Dataset items
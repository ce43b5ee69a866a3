use chrono::{DateTime, NaiveDate, Utc};
use serde::{Deserialize, Serialize};
use sqlx::FromRow;
use uuid::Uuid;
use validator::Validate;

#[derive(Debug, Clone, Serialize, Deserialize, FromRow)]
#[serde(rename_all = "camelCase")]
pub struct Todo {
    pub id: Uuid,
    pub user_id: Uuid,
    /// Optional link to a goal. Nulled when the goal is deleted.
    pub goal_id: Option<Uuid>,
    pub title: String,
    /// The day the task applies to.
    pub date: Option<DateTime<Utc>>,
    pub priority: Priority,
    pub is_completed: bool,
    pub created_at: DateTime<Utc>,
}

#[derive(Debug, Clone, Serialize, Deserialize, sqlx::Type, PartialEq)]
#[sqlx(type_name = "todo_priority", rename_all = "lowercase")]
pub enum Priority {
    Low,
    Medium,
    High,
}

impl Default for Priority {
    fn default() -> Self {
        Self::Medium
    }
}

#[derive(Debug, Deserialize, Validate)]
#[serde(rename_all = "camelCase")]
pub struct CreateTodoRequest {
    #[validate(length(min = 1, max = 200, message = "Title is required"))]
    pub title: String,

    pub date: Option<DateTime<Utc>>,
    pub priority: Option<Priority>,
    pub goal_id: Option<Uuid>,
    pub is_completed: Option<bool>,
}

#[derive(Debug, Deserialize, Validate)]
#[serde(rename_all = "camelCase")]
pub struct UpdateTodoRequest {
    #[validate(length(min = 1, max = 200, message = "Title must not be empty"))]
    pub title: Option<String>,

    pub date: Option<DateTime<Utc>>,
    pub priority: Option<Priority>,
    pub goal_id: Option<Uuid>,
    pub is_completed: Option<bool>,
}

/// GET /api/todos query params.
#[derive(Debug, Deserialize)]
pub struct TodoListQuery {
    /// Calendar day, YYYY-MM-DD.
    pub date: Option<NaiveDate>,
}

#[cfg(test)]
mod tests {
    use super::*;

    #[test]
    fn priority_defaults_to_medium() {
        assert_eq!(Priority::default(), Priority::Medium);

        let body: CreateTodoRequest = serde_json::from_value(serde_json::json!({
            "title": "Water the plants"
        }))
        .unwrap();
        assert!(body.priority.is_none());
        assert_eq!(body.priority.unwrap_or_default(), Priority::Medium);
    }

    #[test]
    fn priority_uses_capitalized_wire_names() {
        assert_eq!(
            serde_json::to_value(Priority::High).unwrap(),
            serde_json::json!("High")
        );
        let p: Priority = serde_json::from_value(serde_json::json!("Low")).unwrap();
        assert_eq!(p, Priority::Low);
        assert!(serde_json::from_value::<Priority>(serde_json::json!("urgent")).is_err());
    }
}
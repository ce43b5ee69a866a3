use chrono::{DateTime, Utc};
use serde::{Deserialize, Serialize};
use sqlx::FromRow;
use uuid::Uuid;
use validator::Validate;

#[derive(Debug, Clone, Serialize, Deserialize, FromRow)]
#[serde(rename_all = "camelCase")]
pub struct Goal {
    pub id: Uuid,
    pub user_id: Uuid,
    pub title: String,
    pub description: Option<String>,
    pub target_date: Option<DateTime<Utc>>,
    pub is_completed: bool,
    /// Percent complete, 0-100.
    pub progress: i32,
    /// Reward image payload (data URI), stored inline.
    pub reward_image: Option<String>,
    pub created_at: DateTime<Utc>,
}

#[derive(Debug, Deserialize, Validate)]
#[serde(rename_all = "camelCase")]
pub struct CreateGoalRequest {
    #[validate(length(min = 1, max = 200, message = "Title is required"))]
    pub title: String,

    pub description: Option<String>,
    pub target_date: Option<DateTime<Utc>>,

    #[validate(range(min = 0, max = 100, message = "Progress must be between 0 and 100"))]
    pub progress: Option<i32>,

    pub is_completed: Option<bool>,
    pub reward_image: Option<String>,
}

#[derive(Debug, Deserialize, Validate)]
#[serde(rename_all = "camelCase")]
pub struct UpdateGoalRequest {
    #[validate(length(min = 1, max = 200, message = "Title must not be empty"))]
    pub title: Option<String>,

    pub description: Option<String>,
    pub target_date: Option<DateTime<Utc>>,

    #[validate(range(min = 0, max = 100, message = "Progress must be between 0 and 100"))]
    pub progress: Option<i32>,

    pub is_completed: Option<bool>,

    /// `"rewardImage": null` clears the stored image; omitting the field
    /// leaves it untouched.
    #[serde(default, deserialize_with = "double_option")]
    pub reward_image: Option<Option<String>>,
}

fn double_option<'de, D>(deserializer: D) -> Result<Option<Option<String>>, D::Error>
where
    D: serde::Deserializer<'de>,
{
    Option::<String>::deserialize(deserializer).map(Some)
}

#[cfg(test)]
mod tests {
    use super::*;

    #[test]
    fn reward_image_null_is_distinct_from_omitted() {
        let cleared: UpdateGoalRequest =
            serde_json::from_value(serde_json::json!({ "rewardImage": null })).unwrap();
        assert_eq!(cleared.reward_image, Some(None));

        let omitted: UpdateGoalRequest = serde_json::from_value(serde_json::json!({})).unwrap();
        assert_eq!(omitted.reward_image, None);

        let replaced: UpdateGoalRequest =
            serde_json::from_value(serde_json::json!({ "rewardImage": "data:image/png;base64,AA==" }))
                .unwrap();
        assert_eq!(
            replaced.reward_image,
            Some(Some("data:image/png;base64,AA==".to_string()))
        );
    }

    #[test]
    fn progress_outside_range_fails_validation() {
        let body: CreateGoalRequest = serde_json::from_value(serde_json::json!({
            "title": "Read 12 books",
            "progress": 150
        }))
        .unwrap();
        assert!(body.validate().is_err());

        let body: CreateGoalRequest = serde_json::from_value(serde_json::json!({
            "title": "Read 12 books",
            "progress": 100
        }))
        .unwrap();
        assert!(body.validate().is_ok());
    }
}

Work request: Exactly as they appear above, print all the entries.

Completed task:
repository ce43b5ee69a866a3
use chrono::{DateTime, NaiveDate, Utc};
use serde::{Deserialize, Serialize};
use sqlx::FromRow;
use uuid::Uuid;
use validator::Validate;

#[derive(Debug, Clone, Serialize, Deserialize, FromRow)]
#[serde(rename_all = "camelCase")]
pub struct Todo {
    pub id: Uuid,
    pub user_id: Uuid,
    /// Optional link to a goal. Nulled when the goal is deleted.
    pub goal_id: Option<Uuid>,
    pub title: String,
    /// The day the task applies to.
    pub date: Option<DateTime<Utc>>,
    pub priority: Priority,
    pub is_completed: bool,
    pub created_at: DateTime<Utc>,
}

#[derive(Debug, Clone, Serialize, Deserialize, sqlx::Type, PartialEq)]
#[sqlx(type_name = "todo_priority", rename_all = "lowercase")]
pub enum Priority {
    Low,
    Medium,
    High,
}

impl Default for Priority {
    fn default() -> Self {
        Self::Medium
    }
}

#[derive(Debug, Deserialize, Validate)]
#[serde(rename_all = "camelCase")]
pub struct CreateTodoRequest {
    #[validate(length(min = 1, max = 200, message = "Title is required"))]
    pub title: String,

    pub date: Option<DateTime<Utc>>,
    pub priority: Option<Priority>,
    pub goal_id: Option<Uuid>,
    pub is_completed: Option<bool>,
}

#[derive(Debug, Deserialize, Validate)]
#[serde(rename_all = "camelCase")]
pub struct UpdateTodoRequest {
    #[validate(length(min = 1, max = 200, message = "Title must not be empty"))]
    pub title: Option<String>,

    pub date: Option<DateTime<Utc>>,
    pub priority: Option<Priority>,
    pub goal_id: Option<Uuid>,
    pub is_completed: Option<bool>,
}

/// GET /api/todos query params.
#[derive(Debug, Deserialize)]
pub struct TodoListQuery {
    /// Calendar day, YYYY-MM-DD.
    pub date: Option<NaiveDate>,
}

#[cfg(test)]
mod tests {
    use super::*;

    #[test]
    fn priority_defaults_to_medium() {
        assert_eq!(Priority::default(), Priority::Medium);

        let body: CreateTodoRequest = serde_json::from_value(serde_json::json!({
            "title": "Water the plants"
        }))
        .unwrap();
        assert!(body.priority.is_none());
        assert_eq!(body.priority.unwrap_or_default(), Priority::Medium);
    }

    #[test]
    fn priority_uses_capitalized_wire_names() {
        assert_eq!(
            serde_json::to_value(Priority::High).unwrap(),
            serde_json::json!("High")
        );
        let p: Priority = serde_json::from_value(serde_json::json!("Low")).unwrap();
        assert_eq!(p, Priority::Low);
        assert!(serde_json::from_value::<Priority>(serde_json::json!("urgent")).is_err());
    }
}
repository ce43b5ee69a866a3
use chrono::{DateTime, Utc};
use serde::{Deserialize, Serialize};
use sqlx::FromRow;
use uuid::Uuid;
use validator::Validate;

#[derive(Debug, Clone, Serialize, Deserialize, FromRow)]
#[serde(rename_all = "camelCase")]
pub struct Goal {
    pub id: Uuid,
    pub user_id: Uuid,
    pub title: String,
    pub description: Option<String>,
    pub target_date: Option<DateTime<Utc>>,
    pub is_completed: bool,
    /// Percent complete, 0-100.
    pub progress: i32,
    /// Reward image payload (data URI), stored inline.
    pub reward_image: Option<String>,
    pub created_at: DateTime<Utc>,
}

#[derive(Debug, Deserialize, Validate)]
#[serde(rename_all = "camelCase")]
pub struct CreateGoalRequest {
    #[validate(length(min = 1, max = 200, message = "Title is required"))]
    pub title: String,

    pub description: Option<String>,
    pub target_date: Option<DateTime<Utc>>,

    #[validate(range(min = 0, max = 100, message = "Progress must be between 0 and 100"))]
    pub progress: Option<i32>,

    pub is_completed: Option<bool>,
    pub reward_image: Option<String>,
}

#[derive(Debug, Deserialize, Validate)]
#[serde(rename_all = "camelCase")]
pub struct UpdateGoalRequest {
    #[validate(length(min = 1, max = 200, message = "Title must not be empty"))]
    pub title: Option<String>,

    pub description: Option<String>,
    pub target_date: Option<DateTime<Utc>>,

    #[validate(range(min = 0, max = 100, message = "Progress must be between 0 and 100"))]
    pub progress: Option<i32>,

    pub is_completed: Option<bool>,

    /// `"rewardImage": null` clears the stored image; omitting the field
    /// leaves it untouched.
    #[serde(default, deserialize_with = "double_option")]
    pub reward_image: Option<Option<String>>,
}

fn double_option<'de, D>(deserializer: D) -> Result<Option<Option<String>>, D::Error>
where
    D: serde::Deserializer<'de>,
{
    Option::<String>::deserialize(deserializer).map(Some)
}

#[cfg(test)]
mod tests {
    use super::*;

    #[test]
    fn reward_image_null_is_distinct_from_omitted() {
        let cleared: UpdateGoalRequest =
            serde_json::from_value(serde_json::json!({ "rewardImage": null })).unwrap();
        assert_eq!(cleared.reward_image, Some(None));

        let omitted: UpdateGoalRequest = serde_json::from_value(serde_json::json!({})).unwrap();
        assert_eq!(omitted.reward_image, None);

        let replaced: UpdateGoalRequest =
            serde_json::from_value(serde_json::json!({ "rewardImage": "data:image/png;base64,AA==" }))
                .unwrap();
        assert_eq!(
            replaced.reward_image,
            Some(Some("data:image/png;base64,AA==".to_string()))
        );
    }

    #[test]
    fn progress_outside_range_fails_validation() {
        let body: CreateGoalRequest = serde_json::from_value(serde_json::json!({
            "title": "Read 12 books",
            "progress": 150
        }))
        .unwrap();
        assert!(body.validate().is_err());

        let body: CreateGoalRequest = serde_json::from_value(serde_json::json!({
            "title": "Read 12 books",
            "progress": 100
        }))
        .unwrap();
        assert!(body.validate().is_ok());
    }
}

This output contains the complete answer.